-- Task --
Reproduce word for word the lines between those holding "use opentelemetry::trace::TracerProvider as" and "static TRACER_PROVIDER: OnceLock<SdkTracerProvider>", inclusive, and nothing else from the data below.

-- Supplied information --
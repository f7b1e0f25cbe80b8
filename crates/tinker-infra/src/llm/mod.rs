//! LLM provider implementations and the provider factory.

pub mod openai_compat;

use secrecy::SecretString;

use tinker_core::llm::box_provider::BoxLlmProvider;
use tinker_types::config::ProviderSettings;
use tinker_types::llm::LlmError;

use self::openai_compat::{OpenAiCompatibleProvider, default_base_url};

/// Create a [`BoxLlmProvider`] from provider settings and a resolved API key.
///
/// `base_url` wins when set; otherwise the provider name must be one with a
/// known default endpoint.
pub fn create_provider(
    settings: &ProviderSettings,
    api_key: SecretString,
) -> Result<BoxLlmProvider, LlmError> {
    let base_url = match settings.base_url.as_deref() {
        Some(url) => url.to_string(),
        None => default_base_url(&settings.name)
            .ok_or_else(|| {
                LlmError::InvalidRequest(format!(
                    "provider '{}' has no default endpoint; set provider.base_url",
                    settings.name
                ))
            })?
            .to_string(),
    };

    tracing::info!(
        provider = %settings.name,
        model = %settings.model,
        base_url = %base_url,
        "Creating LLM provider"
    );

    let provider =
        OpenAiCompatibleProvider::new(settings.name.clone(), base_url, api_key, &settings.model)?;
    Ok(BoxLlmProvider::new(provider))
}
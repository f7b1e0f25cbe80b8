//! Configuration types for Tinker.
//!
//! `AppConfig` represents the top-level `config.toml` in the data directory.
//! Every section and field has a default, so an empty file is valid.

use serde::{Deserialize, Serialize};

/// Top-level configuration.
#[derive(Debug, Clone, Default, Serialize, Deserialize)]
pub struct AppConfig {
    #[serde(default)]
    pub server: ServerConfig,
    #[serde(default)]
    pub provider: ProviderSettings,
    #[serde(default)]
    pub context: ContextConfig,
    #[serde(default)]
    pub limits: LimitsConfig,
    #[serde(default)]
    pub storage: StorageConfig,
}

/// HTTP listener settings.
#[derive(Debug, Clone, Serialize, Deserialize)]
pub struct ServerConfig {
    #[serde(default = "default_host")]
    pub host: String,
    #[serde(default = "default_port")]
    pub port: u16,
}

fn default_host() -> String {
    "127.0.0.1".to_string()
}

fn default_port() -> u16 {
    3000
}

impl Default for ServerConfig {
    fn default() -> Self {
        Self {
            host: default_host(),
            port: default_port(),
        }
    }
}

/// Upstream completion provider settings.
///
/// The API key itself is never stored here; `api_key_env` names the
/// environment variable it is read from at startup.
#[derive(Debug, Clone, Serialize, Deserialize)]
pub struct ProviderSettings {
    #[serde(default = "default_provider_name")]
    pub name: String,
    /// Override the provider's default base URL.
    #[serde(default)]
    pub base_url: Option<String>,
    #[serde(default = "default_model")]
    pub model: String,
    #[serde(default = "default_max_tokens")]
    pub max_tokens: u32,
    #[serde(default = "default_temperature")]
    pub temperature: f64,
    /// Upper bound on a single completion call.
    #[serde(default = "default_timeout_secs")]
    pub timeout_secs: u64,
    #[serde(default = "default_api_key_env")]
    pub api_key_env: String,
}

fn default_provider_name() -> String {
    "openai".to_string()
}

fn default_model() -> String {
    "gpt-4o".to_string()
}

fn default_max_tokens() -> u32 {
    1024
}

fn default_temperature() -> f64 {
    0.7
}

fn default_timeout_secs() -> u64 {
    30
}

fn default_api_key_env() -> String {
    "OPENAI_API_KEY".to_string()
}

impl Default for ProviderSettings {
    fn default() -> Self {
        Self {
            name: default_provider_name(),
            base_url: None,
            model: default_model(),
            max_tokens: default_max_tokens(),
            temperature: default_temperature(),
            timeout_secs: default_timeout_secs(),
            api_key_env: default_api_key_env(),
        }
    }
}

/// Prompt context settings.
#[derive(Debug, Clone, Default, Serialize, Deserialize)]
pub struct ContextConfig {
    /// Keep only the most recent N turns in the prompt. Absent or 0 means
    /// the whole session history is sent.
    #[serde(default)]
    pub max_turns: Option<usize>,
}

/// Request size limits.
#[derive(Debug, Clone, Serialize, Deserialize)]
pub struct LimitsConfig {
    #[serde(default = "default_max_body_bytes")]
    pub max_body_bytes: usize,
    /// Maximum decoded size of an inline base64 image.
    #[serde(default = "default_max_image_bytes")]
    pub max_image_bytes: usize,
}

fn default_max_body_bytes() -> usize {
    12 * 1024 * 1024
}

fn default_max_image_bytes() -> usize {
    8 * 1024 * 1024
}

impl Default for LimitsConfig {
    fn default() -> Self {
        Self {
            max_body_bytes: default_max_body_bytes(),
            max_image_bytes: default_max_image_bytes(),
        }
    }
}

/// Persistence settings.
#[derive(Debug, Clone, Default, Serialize, Deserialize)]
pub struct StorageConfig {
    /// SQLite URL. Defaults to `{data_dir}/tinker.db` when absent.
    #[serde(default)]
    pub database_url: Option<String>,
}

#[cfg(test)]
mod tests {
    use super::*;

    #[test]
    fn test_app_config_default_values() {
        let config = AppConfig::default();
        assert_eq!(config.server.port, 3000);
        assert_eq!(config.provider.model, "gpt-4o");
        assert_eq!(config.provider.timeout_secs, 30);
        assert_eq!(config.provider.api_key_env, "OPENAI_API_KEY");
        assert!(config.context.max_turns.is_none());
        assert_eq!(config.limits.max_image_bytes, 8 * 1024 * 1024);
    }

    #[test]
    fn test_app_config_deserialize_empty() {
        let config: AppConfig = toml::from_str("").unwrap();
        assert_eq!(config.server.host, "127.0.0.1");
        assert_eq!(config.provider.max_tokens, 1024);
        assert!(config.storage.database_url.is_none());
    }

    #[test]
    fn test_app_config_deserialize_partial_sections() {
        let toml_str = r#"
[server]
port = 8080

[provider]
model = "gpt-4o-mini"
timeout_secs = 10

[context]
max_turns = 20
"#;
        let config: AppConfig = toml::from_str(toml_str).unwrap();
        assert_eq!(config.server.port, 8080);
        assert_eq!(config.server.host, "127.0.0.1");
        assert_eq!(config.provider.model, "gpt-4o-mini");
        assert_eq!(config.provider.timeout_secs, 10);
        assert_eq!(config.provider.name, "openai");
        assert_eq!(config.context.max_turns, Some(20));
    }
}
//! Terminal rendering of chat turns.

use console::style;

use tinker_types::chat::{ChatTurn, StructuredPayload, TurnRole, VideoRef};

/// Watch URL for a video reference, starting at its offset when present.
pub fn video_url(video: &VideoRef) -> String {
    match video.start_offset_seconds {
        Some(start) if start > 0 => {
            format!("https://www.youtube.com/watch?v={}&t={start}s", video.id)
        }
        _ => format!("https://www.youtube.com/watch?v={}", video.id),
    }
}

/// Plain-text lines for one turn, without styling.
pub fn turn_lines(turn: &ChatTurn) -> Vec<String> {
    let mut lines = Vec::new();

    if let Some(text) = turn.text.as_deref().filter(|t| !t.is_empty()) {
        lines.push(text.to_string());
    }
    if turn.image_ref.is_some() {
        lines.push("[image attached]".to_string());
    }

    match &turn.structured {
        Some(StructuredPayload::Clarify(clarify)) => {
            if !clarify.question.is_empty() && turn.text.as_deref() != Some(clarify.question.as_str()) {
                lines.push(clarify.question.clone());
            }
            for (i, choice) in clarify.choices.iter().enumerate() {
                lines.push(format!("  {}. {choice}", i + 1));
            }
        }
        Some(StructuredPayload::Video(video)) => {
            lines.push(format!("  ▶ {} {}", video.primary.title, video_url(&video.primary)));
            if let Some(why) = &video.primary.rationale {
                lines.push(format!("    {why}"));
            }
            for alternate in &video.alternates {
                lines.push(format!("  • {} {}", alternate.title, video_url(alternate)));
            }
        }
        None => {}
    }

    lines
}

/// Print one turn with a styled role label.
pub fn print_turn(turn: &ChatTurn) {
    let label = match turn.role {
        TurnRole::User => style("you").cyan().bold(),
        TurnRole::Assistant => style("helper").green().bold(),
    };
    println!(
        "  {} {}",
        label,
        style(turn.created_at.format("%Y-%m-%d %H:%M:%S").to_string()).dim()
    );
    for line in turn_lines(turn) {
        println!("    {line}");
    }
    println!();
}
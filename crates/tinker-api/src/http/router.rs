//! Axum router configuration with middleware.
//!
//! Middleware: body size limit, CORS (any origin), HTTP tracing.

use axum::Router;
use axum::extract::DefaultBodyLimit;
use axum::routing::{get, post};
use tower_http::cors::{Any, CorsLayer};
use tower_http::trace::TraceLayer;

use crate::http::handlers;
use crate::state::AppState;

/// Build the complete router with all routes and middleware.
pub fn build_router(state: AppState) -> Router {
    let cors = CorsLayer::new()
        .allow_origin(Any)
        .allow_methods(Any)
        .allow_headers(Any);

    let body_limit = state.limits.max_body_bytes;

    Router::new()
        .route(
            "/sessions/{session_id}/messages",
            get(handlers::messages::list_messages),
        )
        .route("/messages", post(handlers::messages::submit_message))
        .route("/health", get(health_check))
        .layer(DefaultBodyLimit::max(body_limit))
        .layer(cors)
        .layer(TraceLayer::new_for_http())
        .with_state(state)
}

/// GET /health
async fn health_check() -> axum::Json<serde_json::Value> {
    axum::Json(serde_json::json!({
        "status": "ok",
        "version": env!("CARGO_PKG_VERSION"),
    }))
}
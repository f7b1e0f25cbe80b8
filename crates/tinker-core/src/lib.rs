//! Business logic and port trait definitions for Tinker.
//!
//! This crate defines the "ports" (`MessageLog`, `LlmProvider`) that the
//! infrastructure layer implements, plus the pure conversation logic on top
//! of them. It depends only on `tinker-types` -- never on `tinker-infra` or
//! any database/IO crate.

pub mod chat;
pub mod llm;
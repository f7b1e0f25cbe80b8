//! Tracing subscriber initialization with structured logging and optional
//! OpenTelemetry trace export.
//!
//! ```no_run
//! // Structured logging, `info` unless RUST_LOG says otherwise
//! tinker_observe::tracing_setup::init_tracing(false, "info").unwrap();
//! ```

use opentelemetry::trace::TracerProvider as _;
use opentelemetry_sdk::trace::SdkTracerProvider;
use tracing_subscriber::EnvFilter;
use tracing_subscriber::fmt::format::FmtSpan;
use tracing_subscriber::layer::SubscriberExt;
use tracing_subscriber::util::SubscriberInitExt;

use std::sync::OnceLock;

/// Kept so the provider can be flushed and shut down on exit.
static TRACER_PROVIDER: OnceLock<SdkTracerProvider> = OnceLock::new();

/// Build the level filter: `RUST_LOG` when set, otherwise `default_directive`.
pub fn env_filter(default_directive: &str) -> EnvFilter {
    EnvFilter::try_from_default_env().unwrap_or_else(|_| EnvFilter::new(default_directive))
}

/// Initialize the global tracing subscriber.
///
/// - Always installs a `fmt` layer with targets and span-close timing, so
///   each turn span reports its duration.
/// - When `enable_otel` is true, additionally bridges spans to OpenTelemetry
///   through a stdout exporter.
///
/// # Errors
///
/// Returns an error if a global subscriber is already installed.
pub fn init_tracing(
    enable_otel: bool,
    default_directive: &str,
) -> Result<(), Box<dyn std::error::Error + Send + Sync>> {
    let fmt_layer = tracing_subscriber::fmt::layer()
        .with_target(true)
        .with_span_events(FmtSpan::CLOSE);

    let filter = env_filter(default_directive);

    if enable_otel {
        let provider = SdkTracerProvider::builder()
            .with_simple_exporter(opentelemetry_stdout::SpanExporter::default())
            .build();
        let tracer = provider.tracer("tinker");
        let otel_layer = tracing_opentelemetry::layer().with_tracer(tracer);

        let _ = TRACER_PROVIDER.set(provider.clone());
        opentelemetry::global::set_tracer_provider(provider);

        tracing_subscriber::registry()
            .with(filter)
            .with(fmt_layer)
            .with(otel_layer)
            .try_init()?;
    } else {
        tracing_subscriber::registry()
            .with(filter)
            .with(fmt_layer)
            .try_init()?;
    }

    Ok(())
}

/// Flush pending spans and shut down the OpenTelemetry provider.
///
/// No-op when OTel was not enabled.
pub fn shutdown_tracing() {
    if let Some(provider) = TRACER_PROVIDER.get() {
        if let Err(e) = provider.shutdown() {
            eprintln!("Warning: OTel tracer provider shutdown error: {e}");
        }
    }
}

#[cfg(test)]
mod tests {
    use super::*;

    #[test]
    fn test_env_filter_uses_default_directive() {
        let filter = env_filter("tinker=debug");
        // RUST_LOG may be set by the test runner; only the fallback is checked.
        if std::env::var("RUST_LOG").is_err() {
            assert_eq!(filter.to_string(), "tinker=debug");
        }
    }

    #[test]
    fn test_shutdown_without_init_is_noop() {
        shutdown_tracing();
    }
}
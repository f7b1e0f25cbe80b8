//! Conversation logic for Tinker.
//!
//! The message log port, prompt context construction, reply interpretation,
//! and the turn orchestrator that ties them to an LLM provider.

pub mod context;
pub mod interpreter;
pub mod orchestrator;
pub mod prompt;
pub mod repository;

-- Result below --
use opentelemetry::trace::TracerProvider as _;
use opentelemetry_sdk::trace::SdkTracerProvider;
use tracing_subscriber::EnvFilter;
use tracing_subscriber::fmt::format::FmtSpan;
use tracing_subscriber::layer::SubscriberExt;
use tracing_subscriber::util::SubscriberInitExt;

use std::sync::OnceLock;

/// Kept so the provider can be flushed and shut down on exit.
static TRACER_PROVIDER: OnceLock<SdkTracerProvider> = OnceLock::new();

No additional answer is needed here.